Among all the III-V group semiconductors, InSb is the most desired material system for applications in high-speed, low-power electronics, infrared optoelectronics, spintronics, topological quantum computing, and detection and manipulation of Majorana Fermions owing to its highest electron mobility, narrowest bandgap, smallest eﬀective mass, strong spin-orbit interaction and giant g factor. All these applications require a high degree of InSb growth control on its morphology and especially crystal quality. Unfortunately, because of the largest lattice parameter of InSb in the family of III-V group semiconductors and its intrinsic n-type conductivity, epitaxial growth of InSb layers faces an inevitable diﬃculty in ﬁnding a suitable substrate. Conventionally, buﬀer layers with graded or abrupt composition proﬁle are deposited on lattice mismatched substrates to obtain a layer with a required value of lattice constant. Nevertheless, even when the sophisticated buﬀer-layer engineering is used, the density of dislocations threading to the surface of the buﬀer from its interface with a lattice mismatched substrate is often too high to grow a high crystal quality InSb layer for fabrication of high-performance nano-electronics and quantum devices and for study of novel physical phenomena.

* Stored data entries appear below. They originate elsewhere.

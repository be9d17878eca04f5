//! Search-chat adapter (xAI Grok with live search, streaming).
//!
//! The event-stream schema here is provider-specific and not pinned down, so
//! payloads are decoded as an untyped [`Value`] and the text is looked up at
//! `choices[0].delta.content`. A missing or mistyped field at any level means
//! "no fragment for this line", never an error.

use futures::future::BoxFuture;
use serde::Serialize;
use serde_json::Value;

use super::sse::{data_fragments, response_bytes};
use super::{FragmentStream, LlmError, Message, Provider, ProviderConfig, post_json};

const PROVIDER: &str = "Grok";

pub const DEFAULT_ENDPOINT: &str = "https://api.x.ai/v1/chat/completions";
pub const DEFAULT_MODEL: &str = "grok-3-latest";
pub const API_KEY_ENV: &str = "GROK_API_KEY";

/// Live-search options sent with every request.
#[derive(Debug, Clone, Serialize, PartialEq, Eq)]
pub struct SearchParameters {
    pub mode: String,
    pub max_search_results: u32,
    pub return_citations: bool,
}

impl Default for SearchParameters {
    fn default() -> Self {
        Self {
            mode: "auto".to_owned(),
            max_search_results: 30,
            return_citations: true,
        }
    }
}

/// Streams a search-augmented chat answer for one prompt.
pub struct SearchChat {
    client: reqwest::Client,
    config: ProviderConfig,
    search: SearchParameters,
}

impl SearchChat {
    pub fn new(client: reqwest::Client, config: ProviderConfig) -> Self {
        Self {
            client,
            config,
            search: SearchParameters::default(),
        }
    }

    #[must_use]
    pub fn with_search(mut self, search: SearchParameters) -> Self {
        self.search = search;
        self
    }

    /// The default xAI endpoint, model and key variable.
    pub fn default_config() -> ProviderConfig {
        ProviderConfig::new(DEFAULT_ENDPOINT, DEFAULT_MODEL, API_KEY_ENV)
    }
}

#[derive(Debug, Serialize)]
pub(crate) struct SearchChatRequest<'a> {
    model: &'a str,
    messages: [Message<'a>; 1],
    search_parameters: &'a SearchParameters,
    stream: bool,
}

pub(crate) fn build_request<'a>(
    model: &'a str,
    prompt: &'a str,
    search: &'a SearchParameters,
) -> SearchChatRequest<'a> {
    SearchChatRequest {
        model,
        messages: [Message {
            role: "user",
            content: prompt,
        }],
        search_parameters: search,
        stream: true,
    }
}

pub(crate) fn extract_delta(payload: &str) -> Result<Option<String>, serde_json::Error> {
    let event: Value = serde_json::from_str(payload)?;
    Ok(event
        .get("choices")
        .and_then(Value::as_array)
        .and_then(|choices| choices.first())
        .and_then(|choice| choice.pointer("/delta/content"))
        .and_then(Value::as_str)
        .filter(|content| !content.is_empty())
        .map(str::to_owned))
}

impl Provider for SearchChat {
    fn name(&self) -> &'static str {
        PROVIDER
    }

    fn stream<'a>(&'a self, input: &'a str) -> BoxFuture<'a, Result<FragmentStream, LlmError>> {
        Box::pin(async move {
            let payload = build_request(&self.config.model, input, &self.search);
            let response =
                post_json(&self.client, PROVIDER, &self.config, "text/event-stream", &payload).await?;
            Ok(data_fragments(
                PROVIDER,
                response_bytes(PROVIDER, response),
                extract_delta,
            ))
        })
    }
}

#[cfg(test)]
mod tests {
    use super::*;
    use crate::llm::sse::testing::{chunks, collect_texts};

    #[test]
    fn request_carries_search_parameters() {
        let search = SearchParameters::default();
        let body = serde_json::to_value(build_request("grok-3-latest", "headlines?", &search)).unwrap();
        assert_eq!(body["model"], "grok-3-latest");
        assert_eq!(body["stream"], true);
        assert_eq!(body["messages"][0]["role"], "user");
        assert_eq!(body["messages"][0]["content"], "headlines?");
        assert_eq!(body["search_parameters"]["mode"], "auto");
        assert_eq!(body["search_parameters"]["max_search_results"], 30);
        assert_eq!(body["search_parameters"]["return_citations"], true);
    }

    #[test]
    fn content_is_found_defensively() {
        assert_eq!(
            extract_delta(r#"{"choices":[{"delta":{"content":"x"}}]}"#).unwrap().as_deref(),
            Some("x")
        );
        // Every kind of shape drift is just "nothing here".
        for payload in [
            r#"{}"#,
            r#"{"choices":"nope"}"#,
            r#"{"choices":[]}"#,
            r#"{"choices":{"0":{"delta":{"content":"keyed"}}}}"#,
            r#"{"choices":[42]}"#,
            r#"{"choices":[{"delta":null}]}"#,
            r#"{"choices":[{"delta":{"content":7}}]}"#,
            r#"{"choices":[{"delta":{"content":""}}]}"#,
            r#"[1,2,3]"#,
        ] {
            assert_eq!(extract_delta(payload).unwrap(), None, "payload {payload}");
        }
    }

    #[test]
    fn invalid_json_is_an_error() {
        assert!(extract_delta("{").is_err());
    }

    #[tokio::test]
    async fn malformed_line_then_good_line() {
        let body = chunks(&[
            "data: {\"choices\":[{\"delta\":{\"content\"\n",
            "data: {\"choices\":[{\"delta\":{\"content\":\"Citations follow\"}}]}\n",
            "data: [DONE]\n",
        ]);
        let texts = collect_texts(data_fragments(PROVIDER, body, extract_delta)).await;
        assert_eq!(texts, vec!["Citations follow"]);
    }
}
//! Built-in settings used when no settings file exists yet.

use super::{QueryKind, QuerySpec, Settings};

const NEWS_PROMPT: &str = "The following email contains news from different sources. \
Each source is indicated by a line in all capital letters, followed by bullet points with news items. \
Please provide a summary for each source, with the source name in all capital letters, \
followed by bullet points with the summaries.\n\n";

const TAKEAWAYS_PROMPT: &str = "Give the main takeaways in markdown about the following: {{context}}. \
Give your best guess of how the stock will react to this filing from the perspective of a day trader. \
include the intrument ticker if there is one and you know it.";

const EQUITY_SUMMARIZER_PROMPT: &str = concat!(
    "You are an equity news summarizer for short-term traders.\n",
    "INPUT: {{page}} (This may include site chrome, menus, and other noise.)\n",
    "DATE CONTEXT: Assume “the open” means the next regular U.S. market session after the events in the article.\n",
    "TASKS\n",
    "1) Parse the article content only (ignore headers, footers, menus, ads). Identify each company mentioned with a clear, company-specific catalyst (earnings, guidance, M&A, regulation, analyst action, operational update, etc.).\n",
    "2) For each company, extract:\n",
    "   - Company name and instrument ticker (if present or inferable from the text).\n",
    "   - The single most important takeaway in 1–2 sentences with key numbers (beats/misses, guidance, deal value, % moves, etc.).\n",
    "3) For each company, add a ONE-PARAGRAPH OR SHORTER “Day-Trader Open Read”:\n",
    "   - Give your best guess of **how the stock will behave at the next open** in trader terms (e.g., “gap up + possible continuation,” “gap up then fade,” “gap down continuation,” “flat/indecisive”).\n",
    "   - Include a one-sentence rationale tied to the catalyst (surprise vs. expectations, quality of guidance, deal math, supply/demand cues).\n",
    "   - Keep it concise (≤1–2 sentences). Do NOT give advice or a trade plan; just the likely **directional behavior** and brief reason.\n",
    "   - If the ticker is not in the article and cannot be confidently inferred, write “Ticker: n/a”.\n",
    "OUTPUT FORMAT (Markdown)\n",
    "- Start with: `### Main Takeaways`\n",
    "- Then, for each company, use exactly this structure:\n",
    "- **<Company Name> (<TICKER or n/a>)**: <1–2 sentence key takeaway with numbers>.\n",
    "  _Open read:_ <≤1–2 sentence directional guess at the next open (gap/continuation/fade/flat) + rationale>.\n",
    "RULES & STYLE\n",
    "- Be definitive but realistic; avoid hedging like “might/maybe” unless uncertainty is material.\n",
    "- Prefer the primary U.S.-listed common ticker when multiple classes exist.\n",
    "- If an article shows intraday % moves, you may use them as context but still frame the prediction for the **next** open.\n",
    "- Keep each “Open read” to one short paragraph or less.\n",
    "- Maximum 100 companies. Skip purely macro notes that don’t attach to a specific ticker."
);

pub(super) fn settings() -> Settings {
    Settings {
        news_prompt: NEWS_PROMPT.to_owned(),
        grok_prompts: vec![
            "What are the key stories and trends from recent sources".to_owned(),
            "What are today's headlines".to_owned(),
        ],
        pplx_queries: vec![
            QuerySpec {
                kind: QueryKind::Fixed,
                prompt: "Prepare me for when markets open today?".to_owned(),
                placeholder: None,
                label: "Prepare me for when markets open today?".to_owned(),
            },
            QuerySpec {
                kind: QueryKind::Template,
                prompt: TAKEAWAYS_PROMPT.to_owned(),
                placeholder: Some("context".to_owned()),
                label: "Takeaways".to_owned(),
            },
            QuerySpec {
                kind: QueryKind::Template,
                prompt: EQUITY_SUMMARIZER_PROMPT.to_owned(),
                placeholder: Some("page".to_owned()),
                label: "Equity News Summarizer".to_owned(),
            },
            QuerySpec {
                kind: QueryKind::Custom,
                prompt: String::new(),
                placeholder: None,
                label: "Custom query".to_owned(),
            },
        ],
    }
}
//! Per-request context handed to route handlers.

use serde::de::DeserializeOwned;

use crate::Request;

/// Per-request context: the parsed request plus body decoding helpers.
pub struct Context {
    request: Request,
}

impl Context {
    /// Create a new context from a request
    pub fn new(request: Request) -> Self {
        Self { request }
    }

    pub fn request(&self) -> &Request {
        &self.request
    }

    /// Decode the request body as JSON.
    pub fn json<T>(&self) -> Result<T, serde_json::Error>
    where
        T: DeserializeOwned,
    {
        serde_json::from_slice(self.request.body())
    }

    /// The request body as text, with invalid UTF-8 replaced.
    pub fn text(&self) -> String {
        String::from_utf8_lossy(self.request.body()).into_owned()
    }
}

Prof. ZHAO and her collaborators presented a new route of growing high material quality layered InSb structures, in which free-standing InSb nanosheets are epitaxially grown on InAs nanowire stems and thus the process is independent of buffer-layer engineering. The morphology and size of free-standing InSb nanosheets can be controlled in the approach by tailoring the Sb/In beam equivalent pressure ratio and InSb growth time. They demonstrated the growth of free-standing InSb nanosheets with the length and width up to several micrometers and the thickness down to ∼10 nm. High-resolution transmission electron microscope images show that the grown InSb nanosheets are pure zincblende single crystals and have excellent epitaxial relationships with the InAs nanowire stems. The formation of the InSb nanosheets is attributed to a combination of vapor-liquid-solid and lateral growth. Electrical measurements show that the grown InSb nanosheets exhibit an ambipolar behavior and a high electron mobility ~20000 cm2 V-1 s-1. These novel, high material quality, free-standing InSb single-crystalline nanosheets have the great potential not only for applications in highspeed electronics and infrared optoelectronics but also for realization of novel quantum devices for the studies of fundamental physics.
Fig. 1 Diagram of the growth process and SEM images of the InSb nanosheets (upper panel). Diagram and atomic force microscopy image of a typical InSb nanosheet Hall-bar device and transport properties of the InSb nanosheets (lower panel). (Image by Dr. PAN Dong et al.)